*** Opening Task material ***

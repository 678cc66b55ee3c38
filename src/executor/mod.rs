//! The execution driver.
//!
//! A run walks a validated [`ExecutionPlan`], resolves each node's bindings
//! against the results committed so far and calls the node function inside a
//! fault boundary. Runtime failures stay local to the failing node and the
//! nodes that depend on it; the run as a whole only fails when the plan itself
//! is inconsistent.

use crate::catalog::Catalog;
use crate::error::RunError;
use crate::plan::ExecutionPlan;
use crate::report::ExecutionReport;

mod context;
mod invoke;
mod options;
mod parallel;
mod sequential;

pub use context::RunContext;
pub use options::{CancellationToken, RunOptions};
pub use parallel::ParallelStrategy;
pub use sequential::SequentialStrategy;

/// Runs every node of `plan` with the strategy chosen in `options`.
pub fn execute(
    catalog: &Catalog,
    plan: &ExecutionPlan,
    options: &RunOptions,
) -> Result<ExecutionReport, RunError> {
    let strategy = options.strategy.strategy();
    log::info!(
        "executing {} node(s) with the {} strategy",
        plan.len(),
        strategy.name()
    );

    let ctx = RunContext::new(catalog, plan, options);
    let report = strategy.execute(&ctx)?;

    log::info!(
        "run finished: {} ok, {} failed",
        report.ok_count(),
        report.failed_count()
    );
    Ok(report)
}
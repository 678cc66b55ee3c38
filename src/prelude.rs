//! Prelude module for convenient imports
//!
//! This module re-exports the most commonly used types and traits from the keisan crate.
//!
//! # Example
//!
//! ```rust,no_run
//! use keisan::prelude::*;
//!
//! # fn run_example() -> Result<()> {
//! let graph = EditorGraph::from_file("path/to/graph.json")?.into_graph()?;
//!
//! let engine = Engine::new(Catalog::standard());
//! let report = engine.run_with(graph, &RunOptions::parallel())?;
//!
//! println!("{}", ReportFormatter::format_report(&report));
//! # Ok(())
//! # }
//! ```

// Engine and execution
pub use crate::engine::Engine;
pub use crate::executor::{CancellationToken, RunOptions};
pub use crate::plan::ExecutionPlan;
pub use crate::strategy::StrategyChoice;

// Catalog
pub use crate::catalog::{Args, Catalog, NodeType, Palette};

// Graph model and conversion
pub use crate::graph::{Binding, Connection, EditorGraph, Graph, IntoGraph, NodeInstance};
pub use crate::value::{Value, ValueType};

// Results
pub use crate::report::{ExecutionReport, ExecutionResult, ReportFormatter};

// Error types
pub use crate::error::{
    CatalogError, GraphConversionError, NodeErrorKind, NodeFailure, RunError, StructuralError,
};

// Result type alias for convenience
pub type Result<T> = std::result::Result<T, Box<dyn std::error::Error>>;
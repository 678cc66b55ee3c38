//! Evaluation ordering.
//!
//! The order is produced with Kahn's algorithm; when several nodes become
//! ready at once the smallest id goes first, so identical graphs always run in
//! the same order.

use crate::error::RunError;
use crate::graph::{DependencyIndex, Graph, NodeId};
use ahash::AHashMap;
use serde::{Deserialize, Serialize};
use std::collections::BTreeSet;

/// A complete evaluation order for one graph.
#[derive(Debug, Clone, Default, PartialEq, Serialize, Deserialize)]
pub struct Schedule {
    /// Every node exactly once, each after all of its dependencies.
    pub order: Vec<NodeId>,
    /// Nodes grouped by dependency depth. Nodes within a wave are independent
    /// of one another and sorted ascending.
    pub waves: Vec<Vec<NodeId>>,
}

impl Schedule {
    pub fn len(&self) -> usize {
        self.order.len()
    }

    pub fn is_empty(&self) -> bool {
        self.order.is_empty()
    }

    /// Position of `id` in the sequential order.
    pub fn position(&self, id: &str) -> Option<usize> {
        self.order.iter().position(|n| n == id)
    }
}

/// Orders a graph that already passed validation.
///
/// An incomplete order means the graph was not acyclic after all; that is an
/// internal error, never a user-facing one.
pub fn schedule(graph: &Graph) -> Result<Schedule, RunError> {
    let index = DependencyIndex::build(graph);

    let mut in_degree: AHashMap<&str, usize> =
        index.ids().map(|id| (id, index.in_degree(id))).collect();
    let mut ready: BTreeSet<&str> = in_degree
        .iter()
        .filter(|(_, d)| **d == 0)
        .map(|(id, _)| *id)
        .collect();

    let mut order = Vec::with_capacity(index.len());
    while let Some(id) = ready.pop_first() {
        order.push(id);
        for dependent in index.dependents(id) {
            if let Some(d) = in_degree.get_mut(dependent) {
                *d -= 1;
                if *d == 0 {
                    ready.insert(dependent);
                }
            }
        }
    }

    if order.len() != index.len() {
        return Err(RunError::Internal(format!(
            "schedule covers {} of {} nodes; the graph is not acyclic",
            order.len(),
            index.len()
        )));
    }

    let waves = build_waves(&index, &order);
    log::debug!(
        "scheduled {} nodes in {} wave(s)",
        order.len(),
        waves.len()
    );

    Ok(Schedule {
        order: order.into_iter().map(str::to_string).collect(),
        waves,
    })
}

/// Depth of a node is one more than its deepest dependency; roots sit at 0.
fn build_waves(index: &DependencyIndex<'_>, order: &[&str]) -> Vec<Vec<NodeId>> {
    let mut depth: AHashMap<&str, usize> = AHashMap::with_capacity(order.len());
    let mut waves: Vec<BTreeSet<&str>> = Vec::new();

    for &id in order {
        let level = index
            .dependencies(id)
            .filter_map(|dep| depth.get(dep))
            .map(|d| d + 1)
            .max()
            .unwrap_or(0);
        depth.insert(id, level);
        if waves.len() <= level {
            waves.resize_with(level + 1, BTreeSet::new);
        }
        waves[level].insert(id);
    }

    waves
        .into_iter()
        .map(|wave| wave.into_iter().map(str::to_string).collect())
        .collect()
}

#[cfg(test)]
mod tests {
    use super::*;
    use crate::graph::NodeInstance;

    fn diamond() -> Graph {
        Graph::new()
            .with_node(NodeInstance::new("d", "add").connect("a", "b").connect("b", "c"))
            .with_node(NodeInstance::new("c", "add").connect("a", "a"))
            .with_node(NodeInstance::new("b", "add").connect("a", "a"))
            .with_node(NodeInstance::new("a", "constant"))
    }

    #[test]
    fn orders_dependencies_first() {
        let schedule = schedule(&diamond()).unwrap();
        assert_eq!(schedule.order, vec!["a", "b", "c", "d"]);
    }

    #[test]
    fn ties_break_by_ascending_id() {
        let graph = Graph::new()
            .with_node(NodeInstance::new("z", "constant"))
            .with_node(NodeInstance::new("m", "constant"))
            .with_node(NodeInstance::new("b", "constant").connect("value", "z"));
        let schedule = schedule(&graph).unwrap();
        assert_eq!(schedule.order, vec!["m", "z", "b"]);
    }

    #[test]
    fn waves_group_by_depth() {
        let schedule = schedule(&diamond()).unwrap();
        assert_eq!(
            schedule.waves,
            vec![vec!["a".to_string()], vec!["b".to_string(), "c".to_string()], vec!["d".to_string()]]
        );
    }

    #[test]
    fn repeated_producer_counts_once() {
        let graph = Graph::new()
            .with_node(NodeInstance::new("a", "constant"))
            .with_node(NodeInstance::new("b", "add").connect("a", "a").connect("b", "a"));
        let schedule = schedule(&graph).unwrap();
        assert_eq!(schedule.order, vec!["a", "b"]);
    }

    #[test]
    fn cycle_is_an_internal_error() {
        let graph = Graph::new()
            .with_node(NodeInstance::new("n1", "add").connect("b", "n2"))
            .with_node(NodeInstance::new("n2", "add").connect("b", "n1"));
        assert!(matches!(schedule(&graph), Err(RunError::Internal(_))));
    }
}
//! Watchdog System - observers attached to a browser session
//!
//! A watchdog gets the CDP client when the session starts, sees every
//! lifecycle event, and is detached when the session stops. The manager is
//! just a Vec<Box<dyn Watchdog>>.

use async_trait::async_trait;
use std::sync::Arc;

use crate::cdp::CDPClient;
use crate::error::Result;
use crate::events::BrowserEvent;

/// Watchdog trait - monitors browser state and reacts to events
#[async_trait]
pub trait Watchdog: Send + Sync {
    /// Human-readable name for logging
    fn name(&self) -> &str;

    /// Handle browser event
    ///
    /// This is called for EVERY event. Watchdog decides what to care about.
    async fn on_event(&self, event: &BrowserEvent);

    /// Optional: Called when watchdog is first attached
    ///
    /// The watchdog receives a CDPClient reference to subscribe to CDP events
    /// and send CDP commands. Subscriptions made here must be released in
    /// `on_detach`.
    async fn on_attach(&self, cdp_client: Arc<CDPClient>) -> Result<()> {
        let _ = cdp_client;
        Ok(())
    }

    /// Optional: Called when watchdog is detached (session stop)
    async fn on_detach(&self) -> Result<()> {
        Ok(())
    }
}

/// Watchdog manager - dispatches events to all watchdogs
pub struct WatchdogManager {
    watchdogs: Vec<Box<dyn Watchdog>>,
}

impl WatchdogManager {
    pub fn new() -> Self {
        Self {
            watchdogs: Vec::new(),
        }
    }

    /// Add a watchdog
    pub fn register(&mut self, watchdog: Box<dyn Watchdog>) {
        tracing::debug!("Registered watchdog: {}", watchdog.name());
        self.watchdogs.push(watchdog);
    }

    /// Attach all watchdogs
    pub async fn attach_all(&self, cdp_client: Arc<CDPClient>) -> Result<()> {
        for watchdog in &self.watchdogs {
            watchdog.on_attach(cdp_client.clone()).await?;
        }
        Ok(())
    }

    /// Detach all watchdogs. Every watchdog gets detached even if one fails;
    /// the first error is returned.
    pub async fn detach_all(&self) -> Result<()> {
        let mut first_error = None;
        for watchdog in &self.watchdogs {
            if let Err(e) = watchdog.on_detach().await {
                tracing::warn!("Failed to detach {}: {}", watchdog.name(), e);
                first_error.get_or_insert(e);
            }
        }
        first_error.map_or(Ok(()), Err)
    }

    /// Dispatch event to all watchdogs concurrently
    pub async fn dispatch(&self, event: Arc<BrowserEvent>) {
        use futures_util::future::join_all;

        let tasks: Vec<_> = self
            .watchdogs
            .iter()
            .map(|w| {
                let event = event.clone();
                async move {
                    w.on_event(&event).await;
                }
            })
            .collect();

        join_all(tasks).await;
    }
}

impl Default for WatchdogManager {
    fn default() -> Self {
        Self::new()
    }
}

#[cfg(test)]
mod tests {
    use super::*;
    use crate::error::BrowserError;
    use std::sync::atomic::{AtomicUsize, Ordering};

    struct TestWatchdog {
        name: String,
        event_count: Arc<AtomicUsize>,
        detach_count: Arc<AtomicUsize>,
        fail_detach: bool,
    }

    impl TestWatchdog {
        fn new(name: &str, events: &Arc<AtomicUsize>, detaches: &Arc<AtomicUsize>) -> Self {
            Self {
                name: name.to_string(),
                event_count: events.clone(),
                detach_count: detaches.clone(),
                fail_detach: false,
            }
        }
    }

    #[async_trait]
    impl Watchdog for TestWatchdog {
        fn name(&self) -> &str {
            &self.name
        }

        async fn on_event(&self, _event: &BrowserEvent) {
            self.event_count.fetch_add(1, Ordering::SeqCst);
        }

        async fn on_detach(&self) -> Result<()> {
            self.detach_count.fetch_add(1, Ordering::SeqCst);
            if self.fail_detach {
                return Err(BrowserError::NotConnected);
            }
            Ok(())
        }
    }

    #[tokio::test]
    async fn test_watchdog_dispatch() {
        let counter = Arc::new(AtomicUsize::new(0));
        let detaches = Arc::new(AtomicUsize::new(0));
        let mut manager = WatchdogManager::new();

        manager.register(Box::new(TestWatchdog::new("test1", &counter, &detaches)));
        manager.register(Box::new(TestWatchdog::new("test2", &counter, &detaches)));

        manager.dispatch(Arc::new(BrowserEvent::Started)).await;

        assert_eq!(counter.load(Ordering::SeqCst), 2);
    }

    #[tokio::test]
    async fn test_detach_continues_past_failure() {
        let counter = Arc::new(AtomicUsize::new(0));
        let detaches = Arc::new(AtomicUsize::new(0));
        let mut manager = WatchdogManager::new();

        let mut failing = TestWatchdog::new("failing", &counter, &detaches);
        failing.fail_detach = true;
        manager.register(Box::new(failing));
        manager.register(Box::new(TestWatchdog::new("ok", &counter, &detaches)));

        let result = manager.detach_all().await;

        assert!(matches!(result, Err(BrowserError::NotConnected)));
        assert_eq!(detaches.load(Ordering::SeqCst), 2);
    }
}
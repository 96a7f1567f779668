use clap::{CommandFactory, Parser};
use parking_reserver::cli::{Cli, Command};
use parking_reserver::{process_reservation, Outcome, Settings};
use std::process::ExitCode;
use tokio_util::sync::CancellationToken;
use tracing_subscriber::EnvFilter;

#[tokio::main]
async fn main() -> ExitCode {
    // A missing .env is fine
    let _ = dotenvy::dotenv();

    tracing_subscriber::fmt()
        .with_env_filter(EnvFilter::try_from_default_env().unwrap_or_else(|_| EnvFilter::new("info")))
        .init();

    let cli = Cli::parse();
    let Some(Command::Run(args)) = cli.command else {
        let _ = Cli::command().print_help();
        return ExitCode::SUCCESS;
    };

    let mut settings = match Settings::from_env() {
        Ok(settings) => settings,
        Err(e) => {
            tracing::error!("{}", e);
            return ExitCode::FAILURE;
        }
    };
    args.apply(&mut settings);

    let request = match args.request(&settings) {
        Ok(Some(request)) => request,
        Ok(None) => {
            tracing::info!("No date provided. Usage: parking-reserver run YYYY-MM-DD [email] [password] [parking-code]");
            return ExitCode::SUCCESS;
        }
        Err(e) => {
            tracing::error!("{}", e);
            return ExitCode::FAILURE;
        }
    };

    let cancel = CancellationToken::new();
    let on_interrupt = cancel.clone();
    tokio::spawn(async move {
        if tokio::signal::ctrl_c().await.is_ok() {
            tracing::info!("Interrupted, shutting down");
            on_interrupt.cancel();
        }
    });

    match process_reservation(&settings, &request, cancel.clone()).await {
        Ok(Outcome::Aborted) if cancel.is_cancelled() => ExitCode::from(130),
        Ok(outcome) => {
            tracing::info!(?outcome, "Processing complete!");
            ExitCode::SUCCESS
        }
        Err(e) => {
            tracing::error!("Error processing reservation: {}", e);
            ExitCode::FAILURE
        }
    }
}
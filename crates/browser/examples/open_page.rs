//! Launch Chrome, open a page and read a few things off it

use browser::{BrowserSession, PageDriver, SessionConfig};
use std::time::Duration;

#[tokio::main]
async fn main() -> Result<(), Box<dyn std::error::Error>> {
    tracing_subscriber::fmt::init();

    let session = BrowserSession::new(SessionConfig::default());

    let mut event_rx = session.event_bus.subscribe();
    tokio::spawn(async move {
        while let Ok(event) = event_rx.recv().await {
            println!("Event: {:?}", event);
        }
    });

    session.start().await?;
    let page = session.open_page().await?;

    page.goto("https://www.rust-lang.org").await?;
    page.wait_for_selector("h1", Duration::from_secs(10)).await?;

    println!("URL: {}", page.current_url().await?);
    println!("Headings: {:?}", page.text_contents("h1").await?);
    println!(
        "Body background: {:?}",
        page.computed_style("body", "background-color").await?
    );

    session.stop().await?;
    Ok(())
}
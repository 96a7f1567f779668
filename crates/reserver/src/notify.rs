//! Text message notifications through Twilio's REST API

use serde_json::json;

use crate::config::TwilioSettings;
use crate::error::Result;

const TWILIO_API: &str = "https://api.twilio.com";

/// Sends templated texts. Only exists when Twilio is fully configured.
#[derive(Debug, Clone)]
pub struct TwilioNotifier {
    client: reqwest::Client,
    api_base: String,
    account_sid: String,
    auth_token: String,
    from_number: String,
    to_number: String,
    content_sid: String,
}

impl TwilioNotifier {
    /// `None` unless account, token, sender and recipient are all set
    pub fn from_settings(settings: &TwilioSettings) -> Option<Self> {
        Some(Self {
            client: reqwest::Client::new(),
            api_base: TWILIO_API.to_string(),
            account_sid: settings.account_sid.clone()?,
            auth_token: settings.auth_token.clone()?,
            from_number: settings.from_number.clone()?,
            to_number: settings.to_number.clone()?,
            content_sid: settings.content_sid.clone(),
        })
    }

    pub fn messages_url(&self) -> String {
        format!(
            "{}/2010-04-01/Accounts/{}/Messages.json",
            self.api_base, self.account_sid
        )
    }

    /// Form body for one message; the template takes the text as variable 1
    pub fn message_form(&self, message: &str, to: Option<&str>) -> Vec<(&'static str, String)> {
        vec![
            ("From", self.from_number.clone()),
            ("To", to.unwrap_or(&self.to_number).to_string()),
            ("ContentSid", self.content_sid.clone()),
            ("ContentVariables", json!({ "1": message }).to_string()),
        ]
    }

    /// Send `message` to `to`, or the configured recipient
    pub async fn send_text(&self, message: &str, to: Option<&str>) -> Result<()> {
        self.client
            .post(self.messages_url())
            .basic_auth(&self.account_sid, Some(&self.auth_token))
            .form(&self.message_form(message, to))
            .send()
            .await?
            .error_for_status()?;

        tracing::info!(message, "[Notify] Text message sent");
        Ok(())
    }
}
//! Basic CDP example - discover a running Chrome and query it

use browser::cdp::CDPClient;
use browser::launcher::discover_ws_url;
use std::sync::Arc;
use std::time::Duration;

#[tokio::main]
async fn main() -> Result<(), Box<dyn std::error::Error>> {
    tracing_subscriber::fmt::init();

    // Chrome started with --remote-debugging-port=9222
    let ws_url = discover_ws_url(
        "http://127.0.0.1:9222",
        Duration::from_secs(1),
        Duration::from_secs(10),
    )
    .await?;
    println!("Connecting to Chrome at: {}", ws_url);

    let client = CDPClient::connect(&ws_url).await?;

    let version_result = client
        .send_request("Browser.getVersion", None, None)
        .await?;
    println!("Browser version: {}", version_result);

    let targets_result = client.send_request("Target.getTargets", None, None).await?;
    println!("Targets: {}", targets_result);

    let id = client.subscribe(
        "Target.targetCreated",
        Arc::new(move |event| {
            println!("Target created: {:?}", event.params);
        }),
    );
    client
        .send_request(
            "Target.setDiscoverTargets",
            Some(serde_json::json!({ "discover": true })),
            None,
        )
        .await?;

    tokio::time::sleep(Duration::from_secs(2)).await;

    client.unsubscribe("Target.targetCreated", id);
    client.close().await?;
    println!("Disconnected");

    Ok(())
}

*** Closing Task material ***

Task to carry out: The answer should consist solely of the lines from the first line above through the one with "mod parallel;", both included, repeated exactly.

Task output:
repository 678cc66b55ee3c38
filename src/executor/mod.rs
//! The execution driver.
//!
//! A run walks a validated [`ExecutionPlan`], resolves each node's bindings
//! against the results committed so far and calls the node function inside a
//! fault boundary. Runtime failures stay local to the failing node and the
//! nodes that depend on it; the run as a whole only fails when the plan itself
//! is inconsistent.

use crate::catalog::Catalog;
use crate::error::RunError;
use crate::plan::ExecutionPlan;
use crate::report::ExecutionReport;

mod context;
mod invoke;
mod options;
mod parallel;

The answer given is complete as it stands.